El arte no tiene precio,
se lo ponemos nosotros con admiración o rechazo,
regalándole tiempo o despreciando el tiempo que le regalaron otros,
él se somete a la potestad de las críticas de los que entienden, de los que no,
a los que lo piratean, a los que lo plagian, a los que no pagan,
a los que hipotecan su vida en ello,
a los que se rompen al verlo,
a los que se reconstruyen en sus brazos,
a los que se creen artistas con dos “brochazos”,
a los que pagan un nombre sin contenido que se lo gane,
a los que no ganan pero siguen haciéndolo perfecto.
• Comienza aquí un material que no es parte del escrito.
/// The session user's desktop directory.
#[derive(Debug, Clone, PartialEq, Eq, Deserialize)]
pub struct DesktopPath {
    pub path: String,
    pub writable: bool,
}

/// A node of a recursive directory listing.
#[derive(Debug, Clone, Deserialize)]
pub struct DirNode {
    pub name: String,
    pub is_dir: bool,
    /// File size in bytes (0 for directories).
    pub size: u64,
    /// `None` for files and for directories below the depth limit.
    #[serde(default)]
    pub children: Option<Vec<DirNode>>,
    /// Set when the directory could not be read.
    #[serde(default)]
    pub error: Option<String>,
}

/// Facts about the container host.
#[derive(Debug, Clone, Deserialize)]
pub struct Platform {
    pub os: String,
    pub arch: String,
    pub hostname: String,
}

/// An active recording.
#[derive(Debug, Clone, Deserialize)]
pub struct RecordingInfo {
    pub recording_id: String,
    /// Path of the capture file inside the container.
    pub path: String,
    pub started_at: chrono::DateTime<chrono::Utc>,
}

/// A finished recording.
#[derive(Debug, Clone, Deserialize)]
pub struct RecordingArtifact {
    pub recording_id: String,
    /// Path of the artifact inside the container.
    pub path: String,
    pub size: u64,
}

#[cfg(test)]
mod tests {
    use super::*;
    use serde_json::json;

    #[test]
    fn test_command_result_from_wire() {
        let result: CommandResult = serde_json::from_value(json!({
            "exit_code": 0,
            "stdout": "aGVsbG8K",
            "stderr": "",
            "duration_ms": 12,
            "timed_out": false,
        }))
        .unwrap();
        assert!(result.success());
        assert_eq!(result.stdout, b"hello\n");
        assert_eq!(result.duration, Duration::from_millis(12));
    }

    #[test]
    fn test_timed_out_result() {
        let result = CommandResult {
            exit_code: None,
            stdout: b"partial".to_vec(),
            stderr: Vec::new(),
            duration: Duration::from_secs(1),
            timed_out: true,
        };
        assert!(!result.success());
        match result.ensure_completed() {
            Err(SessionError::Timeout(partial)) => assert_eq!(partial.stdout, b"partial"),
            other => panic!("unexpected {other:?}"),
        }
    }

    #[test]
    fn test_window_handle_is_transparent() {
        let window: Window =
            serde_json::from_value(json!({"handle": "6291463", "title": "xterm"})).unwrap();
        assert_eq!(window.handle.as_str(), "6291463");
        assert_eq!(serde_json::to_value(&window.handle).unwrap(), json!("6291463"));
    }

    #[tokio::test]
    async fn test_handshake_rejection_is_transport() {
        let listener = tokio::net::TcpListener::bind("127.0.0.1:0").await.unwrap();
        let addr = listener.local_addr().unwrap();
        tokio::spawn(async move {
            let (mut stream, _) = listener.accept().await.unwrap();
            let mut line = String::new();
            BufReader::new(&mut stream)
                .read_line(&mut line)
                .await
                .unwrap();
            stream.write_all(b"ERR invalid token\n").await.unwrap();
        });

        let err = ControlClient::connect(addr, "wrong", Duration::from_secs(5))
            .await
            .err()
            .unwrap();
        assert_eq!(err.kind(), crate::ErrorKind::Transport);
    }

    #[tokio::test]
    async fn test_lost_response_is_reported_as_lost() {
        let listener = tokio::net::TcpListener::bind("127.0.0.1:0").await.unwrap();
        let addr = listener.local_addr().unwrap();
        tokio::spawn(async move {
            let (stream, _) = listener.accept().await.unwrap();
            let (read_half, mut write_half) = stream.into_split();
            let mut reader = BufReader::new(read_half);
            let mut line = String::new();
            reader.read_line(&mut line).await.unwrap();
            write_half.write_all(b"OK test\n").await.unwrap();
            line.clear();
            reader.read_line(&mut line).await.unwrap();
            // Drop the connection without answering.
        });

        let mut client = ControlClient::connect(addr, "t", Duration::from_secs(5))
            .await
            .unwrap();
        assert_eq!(client.server_version(), "test");
        let err = client
            .try_call("click", &json!({}), Duration::from_secs(5))
            .await
            .unwrap_err();
        assert!(matches!(err, CallError::Lost(_)), "{err:?}");
    }

    #[tokio::test]
    async fn test_write_timeout_is_reported_as_lost() {
        let listener = tokio::net::TcpListener::bind("127.0.0.1:0").await.unwrap();
        let addr = listener.local_addr().unwrap();
        let (done_tx, done_rx) = tokio::sync::oneshot::channel::<()>();
        tokio::spawn(async move {
            let (stream, _) = listener.accept().await.unwrap();
            let (read_half, mut write_half) = stream.into_split();
            let mut reader = BufReader::new(read_half);
            let mut line = String::new();
            reader.read_line(&mut line).await.unwrap();
            write_half.write_all(b"OK test\n").await.unwrap();
            // Stop reading so the client's socket buffers fill up.
            let _ = done_rx.await;
        });

        let mut client = ControlClient::connect(addr, "t", Duration::from_secs(5))
            .await
            .unwrap();
        let payload = "x".repeat(64 * 1024 * 1024);
        let err = client
            .try_call("push_file", &json!({"data": payload}), Duration::from_millis(300))
            .await
            .unwrap_err();
        assert!(matches!(err, CallError::Lost(_)), "{err:?}");
        let _ = done_tx.send(());
    }
}
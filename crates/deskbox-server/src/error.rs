//! Error types for deskbox-server startup.
//!
//! Per-request failures are [`RpcFailure`](crate::protocol::RpcFailure)
//! values and never reach this type.

use thiserror::Error;

/// Errors that prevent the server from starting or serving.
#[derive(Error, Debug)]
pub enum ServerError {
    #[error("configuration error: {0}")]
    Config(#[from] crate::config::ConfigError),

    #[error("HTTP client error: {0}")]
    Http(#[from] reqwest::Error),

    #[error("IO error: {0}")]
    Io(#[from] std::io::Error),
}

/// Result type alias for server operations.
pub type Result<T> = std::result::Result<T, ServerError>;
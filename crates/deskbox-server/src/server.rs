//! TCP accept loop and per-connection protocol handling.
//!
//! Each connection starts with a one-line handshake (`AUTH <token>`),
//! answered with `OK <version>` or `ERR <reason>`. After that, requests and
//! responses are newline-delimited JSON-RPC, strictly in order.

use crate::config::ServerConfig;
use crate::handler::Handler;
use crate::protocol::{error_codes, Request, Response};
use std::future::Future;
use std::net::SocketAddr;
use std::sync::Arc;
use std::time::Duration;
use tokio::io::{AsyncBufReadExt, AsyncWriteExt, BufReader};
use tokio::net::{TcpListener, TcpStream};
use tracing::{debug, error, info, warn};

/// Version reported in the handshake.
pub const SERVER_VERSION: &str = env!("CARGO_PKG_VERSION");

/// How long a client may take to send its handshake line.
const HANDSHAKE_TIMEOUT: Duration = Duration::from_secs(10);

/// The control server.
pub struct Server {
    listener: TcpListener,
    handler: Arc<Handler>,
    token: Option<Arc<str>>,
}

impl Server {
    /// Bind the listen address from `config`.
    ///
    /// # Errors
    /// Returns an error if the address cannot be bound.
    pub async fn bind(config: ServerConfig) -> crate::Result<Self> {
        let listener = TcpListener::bind(config.listen).await?;
        let token = config.session_token.as_deref().map(Arc::from);
        let handler = Arc::new(Handler::new(config)?);
        info!(addr = %listener.local_addr()?, auth = token.is_some(), "listening for connections");
        Ok(Self {
            listener,
            handler,
            token,
        })
    }

    /// The bound address (useful when binding port 0).
    pub fn local_addr(&self) -> crate::Result<SocketAddr> {
        Ok(self.listener.local_addr()?)
    }

    /// Serve connections until `shutdown` resolves.
    ///
    /// An active recording is stopped before returning.
    pub async fn run<F>(self, shutdown: F) -> crate::Result<()>
    where
        F: Future<Output = ()>,
    {
        tokio::pin!(shutdown);
        loop {
            tokio::select! {
                _ = &mut shutdown => {
                    info!("shutdown requested");
                    break;
                }
                accepted = self.listener.accept() => match accepted {
                    Ok((stream, peer)) => {
                        debug!(peer = %peer, "accepted new connection");
                        let handler = self.handler.clone();
                        let token = self.token.clone();
                        tokio::spawn(async move {
                            if let Err(e) = handle_connection(stream, handler, token).await {
                                warn!(peer = %peer, error = %e, "connection error");
                            }
                        });
                    }
                    Err(e) => {
                        error!(error = %e, "failed to accept connection");
                    }
                },
            }
        }
        self.handler.shutdown().await;
        Ok(())
    }
}

/// Handle a single client connection.
async fn handle_connection(
    stream: TcpStream,
    handler: Arc<Handler>,
    token: Option<Arc<str>>,
) -> std::io::Result<()> {
    stream.set_nodelay(true)?;
    let (reader, mut writer) = stream.into_split();
    let mut reader = BufReader::new(reader);
    let mut line = String::new();

    let greeting = tokio::time::timeout(HANDSHAKE_TIMEOUT, reader.read_line(&mut line)).await;
    let verdict = match greeting {
        Ok(Ok(0)) => return Ok(()),
        Ok(Ok(_)) => check_auth(line.trim_end(), token.as_deref()),
        Ok(Err(e)) => return Err(e),
        Err(_) => Err("handshake timed out"),
    };
    match verdict {
        Ok(()) => {
            writer
                .write_all(format!("OK {SERVER_VERSION}\n").as_bytes())
                .await?;
            writer.flush().await?;
        }
        Err(reason) => {
            warn!(reason, "handshake rejected");
            writer.write_all(format!("ERR {reason}\n").as_bytes()).await?;
            writer.flush().await?;
            return Ok(());
        }
    }

    loop {
        line.clear();
        let bytes_read = reader.read_line(&mut line).await?;

        if bytes_read == 0 {
            debug!("client disconnected");
            break;
        }
        if !line.ends_with('\n') {
            debug!(bytes = bytes_read, "discarding unterminated line");
            break;
        }

        let trimmed = line.trim();
        if trimmed.is_empty() {
            continue;
        }

        let response = match serde_json::from_str::<Request>(trimmed) {
            Ok(req) => handler.handle(req).await,
            Err(e) => {
                warn!(error = %e, "failed to parse request");
                Response::error(0, error_codes::PARSE_ERROR, format!("parse error: {e}"))
            }
        };

        let json = serde_json::to_string(&response)?;
        writer.write_all(json.as_bytes()).await?;
        writer.write_all(b"\n").await?;
        writer.flush().await?;
    }

    Ok(())
}

fn check_auth(line: &str, expected: Option<&str>) -> Result<(), &'static str> {
    let Some(presented) = line.strip_prefix("AUTH") else {
        return Err("expected AUTH");
    };
    let presented = presented.trim();
    match expected {
        None => Ok(()),
        Some(expected) if presented == expected => Ok(()),
        Some(_) => Err("invalid token"),
    }
}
El arte está en una mirada,
en la geometría de un plano,
en la firma de un graffiti,
en la discriminación de dos notas o tres colores,
en la supresión de una frase,
en un adagio, en un arabesque,
detrás de un objetivo,
encima de un tablado,
detrás de una barra o siguiendo el ritmo de una ruleta…
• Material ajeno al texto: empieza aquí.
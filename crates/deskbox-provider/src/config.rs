//! Configuration types for desktop containers.

use crate::error::{ProviderError, Result};
use serde::{Deserialize, Serialize};
use std::collections::BTreeMap;
use std::fmt;
use std::path::PathBuf;
use std::str::FromStr;

/// Default desktop image.
pub const DEFAULT_IMAGE: &str = "deskbox/ubuntu-xfce4:latest";

/// Port the control server listens on inside the container.
pub const CONTROL_PORT: u16 = 5000;

/// Port of the noVNC display server inside the container.
pub const DISPLAY_PORT: u16 = 8006;

/// Chromium remote debugging port inside the container.
pub const BROWSER_PORT: u16 = 9222;

/// Shared memory size given to the container (4 GiB).
pub const DEFAULT_SHM_SIZE: i64 = 4 * 1024 * 1024 * 1024;

/// Display resolution, written as `WxH`.
#[derive(Debug, Clone, Copy, PartialEq, Eq, Hash, Serialize, Deserialize)]
#[serde(try_from = "String", into = "String")]
pub struct ScreenSize {
    pub width: u32,
    pub height: u32,
}

impl ScreenSize {
    pub const fn new(width: u32, height: u32) -> Self {
        Self { width, height }
    }
}

impl Default for ScreenSize {
    fn default() -> Self {
        Self::new(1920, 1080)
    }
}

impl fmt::Display for ScreenSize {
    fn fmt(&self, f: &mut fmt::Formatter<'_>) -> fmt::Result {
        write!(f, "{}x{}", self.width, self.height)
    }
}

impl FromStr for ScreenSize {
    type Err = ProviderError;

    fn from_str(s: &str) -> Result<Self> {
        let (w, h) = s
            .trim()
            .split_once(['x', 'X'])
            .ok_or_else(|| ProviderError::Config(format!("screen size must be WxH, got {s:?}")))?;
        let parse = |v: &str| {
            v.parse::<u32>()
                .ok()
                .filter(|n| *n > 0)
                .ok_or_else(|| ProviderError::Config(format!("invalid screen dimension {v:?}")))
        };
        Ok(Self::new(parse(w)?, parse(h)?))
    }
}

impl TryFrom<String> for ScreenSize {
    type Error = ProviderError;

    fn try_from(value: String) -> Result<Self> {
        value.parse()
    }
}

impl From<ScreenSize> for String {
    fn from(size: ScreenSize) -> Self {
        size.to_string()
    }
}

/// A host-to-container bind mount, written as `host:container[:ro|:rw]`.
#[derive(Debug, Clone, PartialEq, Eq, Serialize, Deserialize)]
#[serde(try_from = "String", into = "String")]
pub struct VolumeSpec {
    pub host_path: PathBuf,
    pub container_path: String,
    pub read_only: bool,
}

impl VolumeSpec {
    /// The bind string understood by the container runtime.
    pub fn to_bind(&self) -> String {
        self.to_string()
    }
}

impl fmt::Display for VolumeSpec {
    fn fmt(&self, f: &mut fmt::Formatter<'_>) -> fmt::Result {
        write!(f, "{}:{}", self.host_path.display(), self.container_path)?;
        if self.read_only {
            write!(f, ":ro")?;
        }
        Ok(())
    }
}

impl FromStr for VolumeSpec {
    type Err = ProviderError;

    fn from_str(s: &str) -> Result<Self> {
        let parts: Vec<&str> = s.split(':').collect();
        let (host, container, read_only) = match parts.as_slice() {
            [host, container] => (*host, *container, false),
            [host, container, "ro"] => (*host, *container, true),
            [host, container, "rw"] => (*host, *container, false),
            _ => {
                return Err(ProviderError::Config(format!(
                    "volume must be host:container[:ro|:rw], got {s:?}"
                )))
            }
        };
        if host.is_empty() || container.is_empty() {
            return Err(ProviderError::Config(format!("volume has an empty path: {s:?}")));
        }
        if !container.starts_with('/') {
            return Err(ProviderError::Config(format!(
                "container path must be absolute: {container:?}"
            )));
        }
        Ok(Self {
            host_path: PathBuf::from(host),
            container_path: container.to_string(),
            read_only,
        })
    }
}

impl TryFrom<String> for VolumeSpec {
    type Error = ProviderError;

    fn try_from(value: String) -> Result<Self> {
        value.parse()
    }
}

impl From<VolumeSpec> for String {
    fn from(spec: VolumeSpec) -> Self {
        spec.to_string()
    }
}

/// Everything a provider needs to bring up one desktop container.
#[derive(Debug, Clone)]
pub struct ProvisionConfig {
    /// Unique session identifier, also used to name the container
    pub session_id: String,
    /// Shared secret the control server expects in the connection handshake
    pub session_token: String,
    /// Image to run
    pub image: String,
    /// Display resolution
    pub screen_size: ScreenSize,
    /// Skip publishing the display port
    pub headless: bool,
    /// Serve the display channel over TLS
    pub auto_ssl: bool,
    /// Bind mounts, in order
    pub volumes: Vec<VolumeSpec>,
    /// Shared memory size in bytes
    pub shm_size: i64,
    /// Extra environment passed to the container
    pub environment: BTreeMap<String, String>,
}

impl Default for ProvisionConfig {
    fn default() -> Self {
        Self {
            session_id: uuid::Uuid::new_v4().to_string(),
            session_token: uuid::Uuid::new_v4().simple().to_string(),
            image: DEFAULT_IMAGE.into(),
            screen_size: ScreenSize::default(),
            headless: true,
            auto_ssl: false,
            volumes: Vec::new(),
            shm_size: DEFAULT_SHM_SIZE,
            environment: BTreeMap::new(),
        }
    }
}

impl ProvisionConfig {
    /// Validate the configuration.
    ///
    /// # Errors
    /// Returns an error if any configuration value is invalid.
    pub fn validate(&self) -> Result<()> {
        if self.session_id.is_empty() {
            return Err(ProviderError::Config("session_id is required".into()));
        }
        if self.image.trim().is_empty() {
            return Err(ProviderError::Config("image is required".into()));
        }
        if self.shm_size <= 0 {
            return Err(ProviderError::Config(format!(
                "shm_size must be positive, got {}",
                self.shm_size
            )));
        }
        validate_volumes(&self.volumes)
    }

    /// Container environment in `KEY=VALUE` form.
    pub fn container_env(&self) -> Vec<String> {
        let mut env = BTreeMap::new();
        env.insert("SCREEN_SIZE".to_string(), format!("{}x24", self.screen_size));
        env.insert(
            "DESKBOX_SESSION_TOKEN".to_string(),
            self.session_token.clone(),
        );
        env.insert("SESSION_PASSWORD".to_string(), self.session_token.clone());
        env.insert("SSL_ENABLED".to_string(), self.auto_ssl.to_string());
        env.insert(
            "NOVNC_SERVER_ENABLED".to_string(),
            (!self.headless).to_string(),
        );
        for (key, value) in &self.environment {
            env.insert(key.clone(), value.clone());
        }
        env.into_iter().map(|(k, v)| format!("{k}={v}")).collect()
    }

    /// Container ports that must be published to the host.
    pub fn published_ports(&self) -> Vec<u16> {
        if self.headless {
            vec![CONTROL_PORT, BROWSER_PORT]
        } else {
            vec![CONTROL_PORT, BROWSER_PORT, DISPLAY_PORT]
        }
    }
}

/// Check a mount list: two mounts onto the same container path would
/// shadow each other.
///
/// # Errors
/// Returns `Config` naming the first duplicated container path.
pub fn validate_volumes(volumes: &[VolumeSpec]) -> Result<()> {
    let mut targets: Vec<&str> = Vec::with_capacity(volumes.len());
    for volume in volumes {
        if targets.contains(&volume.container_path.as_str()) {
            return Err(ProviderError::Config(format!(
                "duplicate volume target: {}",
                volume.container_path
            )));
        }
        targets.push(&volume.container_path);
    }
    Ok(())
}

#[cfg(test)]
mod tests {
    use super::*;

    #[test]
    fn test_screen_size_parse() {
        let size: ScreenSize = "1366x768".parse().unwrap();
        assert_eq!(size, ScreenSize::new(1366, 768));
        assert_eq!(size.to_string(), "1366x768");

        assert!("1366".parse::<ScreenSize>().is_err());
        assert!("0x768".parse::<ScreenSize>().is_err());
        assert!("wide x tall".parse::<ScreenSize>().is_err());
    }

    #[test]
    fn test_volume_parse() {
        let vol: VolumeSpec = "/data:/home/user/data:ro".parse().unwrap();
        assert_eq!(vol.host_path, PathBuf::from("/data"));
        assert_eq!(vol.container_path, "/home/user/data");
        assert!(vol.read_only);
        assert_eq!(vol.to_bind(), "/data:/home/user/data:ro");

        let vol: VolumeSpec = "/data:/mnt".parse().unwrap();
        assert!(!vol.read_only);

        assert!("/data".parse::<VolumeSpec>().is_err());
        assert!("/data:relative".parse::<VolumeSpec>().is_err());
        assert!("/data:/mnt:rx".parse::<VolumeSpec>().is_err());
    }

    #[test]
    fn test_validate_duplicate_targets() {
        let mut config = ProvisionConfig::default();
        config.volumes.push("/a:/mnt".parse().unwrap());
        assert!(config.validate().is_ok());

        config.volumes.push("/b:/mnt".parse().unwrap());
        assert!(config.validate().is_err());
    }

    #[test]
    fn test_validate_volumes() {
        let a: VolumeSpec = "/a:/mnt/a".parse().unwrap();
        let b: VolumeSpec = "/b:/mnt/b:ro".parse().unwrap();
        let clash: VolumeSpec = "/c:/mnt/a".parse().unwrap();

        assert!(validate_volumes(&[]).is_ok());
        assert!(validate_volumes(&[a.clone(), b.clone()]).is_ok());
        let err = validate_volumes(&[a, b, clash]).unwrap_err();
        assert!(err.to_string().contains("/mnt/a"), "{err}");
    }

    #[test]
    fn test_headless_skips_display_port() {
        let mut config = ProvisionConfig::default();
        assert!(!config.published_ports().contains(&DISPLAY_PORT));

        config.headless = false;
        assert!(config.published_ports().contains(&DISPLAY_PORT));
    }

    #[test]
    fn test_container_env() {
        let mut config = ProvisionConfig {
            session_token: "secret".into(),
            screen_size: ScreenSize::new(1280, 720),
            ..Default::default()
        };
        config.environment.insert("LANG".into(), "C.UTF-8".into());

        let env = config.container_env();
        assert!(env.contains(&"SCREEN_SIZE=1280x720x24".to_string()));
        assert!(env.contains(&"DESKBOX_SESSION_TOKEN=secret".to_string()));
        assert!(env.contains(&"SSL_ENABLED=false".to_string()));
        assert!(env.contains(&"LANG=C.UTF-8".to_string()));
    }
}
el arte es el disfraz de amor, odio, decepción, sonrisas, esperanza,
es la expresión de una suerte de sentimientos contradictorios que hacen cola para ser expresados,
compartidos con el mundo,
con dos amigos,
con tres copas o un tango,
es lo que se mueve en un bar,
en la plaza mayor de cualquier pueblo, en una nave a las afueras,
en la cima de una montaña o perdido sin aire en la profundidad de un océano.
El arte está en tus ojos, en tus oídos, en tu boca, en tus manos,
siempre sintiendo,
siempre esperando ser valorado,
y ahí estás tú,
eres esa valoración que hará de él cara o cruz,
tú eliges que hacer,
tú le añades el valor comercial,
el “precio” de lo que nace sin vocación de tenerlo.